Saved data entries
━━━━━━━━
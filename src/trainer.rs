//! Utilities for training and scoring networks.

use crate::error::{Error, Result};
use crate::network::Network;

use std::time::{Duration, Instant};

/// A builder for training runs over a labelled data set.
#[derive(Debug)]
pub struct Trainer {
    learning_rate: f64,
    logging: Logging,
    stop_condition: StopCondition,
}

impl Default for Trainer {
    fn default() -> Self {
        Trainer::new()
    }
}

impl Trainer {
    /// Creates a new Trainer instance.
    ///
    /// The trainer is initialized with some default values. These defaults are:
    ///
    /// * A learning rate of 0.1.
    /// * Stops after a single epoch.
    /// * Logs on training completion.
    pub fn new() -> Self {
        Trainer {
            learning_rate: 0.1,
            logging: Logging::Completion,
            stop_condition: StopCondition::Epochs(1),
        }
    }

    /// Sets the learning rate to use during gradient descent.
    pub fn learning_rate(mut self, rate: f64) -> Self {
        self.learning_rate = rate;
        self
    }

    /// Sets the type of logging to be emitted during training.
    pub fn logging(mut self, logging: Logging) -> Self {
        self.logging = logging;
        self
    }

    /// Sets the condition to finish training.
    pub fn stop_condition<C>(mut self, condition: C) -> Self
    where
        C: Into<StopCondition>,
    {
        self.stop_condition = condition.into();
        self
    }

    /// Runs one pass over `examples`, taking a descent step after each one.
    ///
    /// Returns the summed cost of the pass. Every example is checked against
    /// the network's shape before any parameter changes.
    pub fn epoch<I, O>(&self, network: &mut Network, examples: &[(I, O)]) -> Result<f64>
    where
        I: AsRef<[f64]>,
        O: AsRef<[f64]>,
    {
        validate(network, examples)?;
        let mut cost = 0.0;
        for &(ref input, ref expected) in examples {
            cost += network.train_example(input.as_ref(), expected.as_ref(), self.learning_rate)?;
        }
        Ok(cost)
    }

    /// Trains `network` on `examples` until the stop condition holds.
    ///
    /// The provided `examples` should be a list of labelled data, where each
    /// element takes the form `(network input, expected output)`.
    pub fn train<I, O>(&self, network: &mut Network, examples: &[(I, O)]) -> Result<Summary>
    where
        I: AsRef<[f64]>,
        O: AsRef<[f64]>,
    {
        let start_time = Instant::now();
        let mut epoch = 0;
        let mut previous = None;
        loop {
            let cost = self.epoch(network, examples)?;
            epoch += 1;

            self.logging.epoch(epoch, cost);
            if self.stop_condition.should_stop(epoch, cost, previous, start_time) {
                let summary = Summary {
                    epochs: epoch,
                    cost,
                    elapsed: start_time.elapsed(),
                };
                self.logging.completion(&summary);
                return Ok(summary);
            }
            previous = Some(cost);
        }
    }
}

/// Verifies every example against the network's shape, returning an error
/// if something is wrong.
fn validate<I, O>(network: &Network, examples: &[(I, O)]) -> Result<()>
where
    I: AsRef<[f64]>,
    O: AsRef<[f64]>,
{
    if examples.is_empty() {
        return Err(Error::EmptyTrainingSet);
    }
    for &(ref input, ref output) in examples {
        if input.as_ref().len() != network.input_len() {
            return Err(Error::InputSizeMismatch {
                expected: network.input_len(),
                actual: input.as_ref().len(),
            });
        }
        if output.as_ref().len() != network.output_len() {
            return Err(Error::TargetSizeMismatch {
                expected: network.output_len(),
                actual: output.as_ref().len(),
            });
        }
    }
    Ok(())
}

/// The outcome of a training run.
#[derive(Copy, Clone, Debug)]
pub struct Summary {
    pub epochs: usize,
    /// Summed cost of the final epoch.
    pub cost: f64,
    pub elapsed: Duration,
}

/// Logging frequency to use during training
#[derive(Copy, Clone, Debug)]
pub enum Logging {
    /// No logs will be emitted
    Silent,
    /// A summary will be logged at completion
    Completion,
    /// A summary will be logged after every `n` epochs
    Epochs(usize),
}

impl Logging {
    fn epoch(&self, epoch: usize, cost: f64) {
        if let Logging::Epochs(freq) = *self {
            if freq > 0 && epoch % freq == 0 {
                info!("epoch {}: cost={}", epoch, cost);
            }
        }
    }

    fn completion(&self, summary: &Summary) {
        if let Logging::Silent = *self {
            return;
        }
        info!(
            "ran {} epochs in {:.1} seconds, final cost {}",
            summary.epochs,
            summary.elapsed.as_secs_f64(),
            summary.cost
        );
    }
}

/// When to stop training
#[derive(Copy, Clone, Debug)]
pub enum StopCondition {
    /// Stops after the provided number of epochs
    Epochs(usize),
    /// Stops when the epoch cost drops below the provided threshold
    CostThreshold(f64),
    /// Stops once an epoch improves the cost by no more than `tolerance`
    Plateau { tolerance: f64 },
    /// Stops after the provided duration
    Duration(Duration),
}

impl From<Duration> for StopCondition {
    fn from(duration: Duration) -> StopCondition {
        StopCondition::Duration(duration)
    }
}

impl StopCondition {
    /// Returns true if training is complete.
    fn should_stop(
        &self,
        epoch: usize,
        cost: f64,
        previous: Option<f64>,
        start_time: Instant,
    ) -> bool {
        match *self {
            StopCondition::Epochs(epochs) => epoch >= epochs,
            StopCondition::CostThreshold(threshold) => cost < threshold,
            StopCondition::Plateau { tolerance } => match previous {
                Some(previous) => previous - cost <= tolerance,
                None => false,
            },
            StopCondition::Duration(duration) => start_time.elapsed() > duration,
        }
    }
}

/// Classification accuracy over a labelled set.
#[derive(Copy, Clone, Debug, PartialEq, Eq)]
pub struct Accuracy {
    pub correct: usize,
    pub total: usize,
}

impl Accuracy {
    /// The fraction of correct predictions, 0 for an empty set.
    pub fn ratio(&self) -> f64 {
        if self.total == 0 {
            0.0
        } else {
            self.correct as f64 / self.total as f64
        }
    }
}

/// Counts how many `(input, label)` pairs `network` classifies correctly.
pub fn accuracy<I>(network: &mut Network, samples: &[(I, usize)]) -> Result<Accuracy>
where
    I: AsRef<[f64]>,
{
    let mut correct = 0;
    for &(ref input, label) in samples {
        if network.classify(input.as_ref())? == label {
            correct += 1;
        }
    }
    Ok(Accuracy {
        correct,
        total: samples.len(),
    })
}

/// A target vector with 1 at `label` and 0 elsewhere.
pub fn one_hot(label: usize, classes: usize) -> Result<Vec<f64>> {
    if label >= classes {
        return Err(Error::LabelOutOfRange { label, classes });
    }
    let mut target = vec![0.0; classes];
    target[label] = 1.0;
    Ok(target)
}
━━━━━━━━
TASK DETAILS
Establish how many lines of the records contain the string "Instant" and state that number without elaboration.

SOLUTION TO THIS EXERCISE
3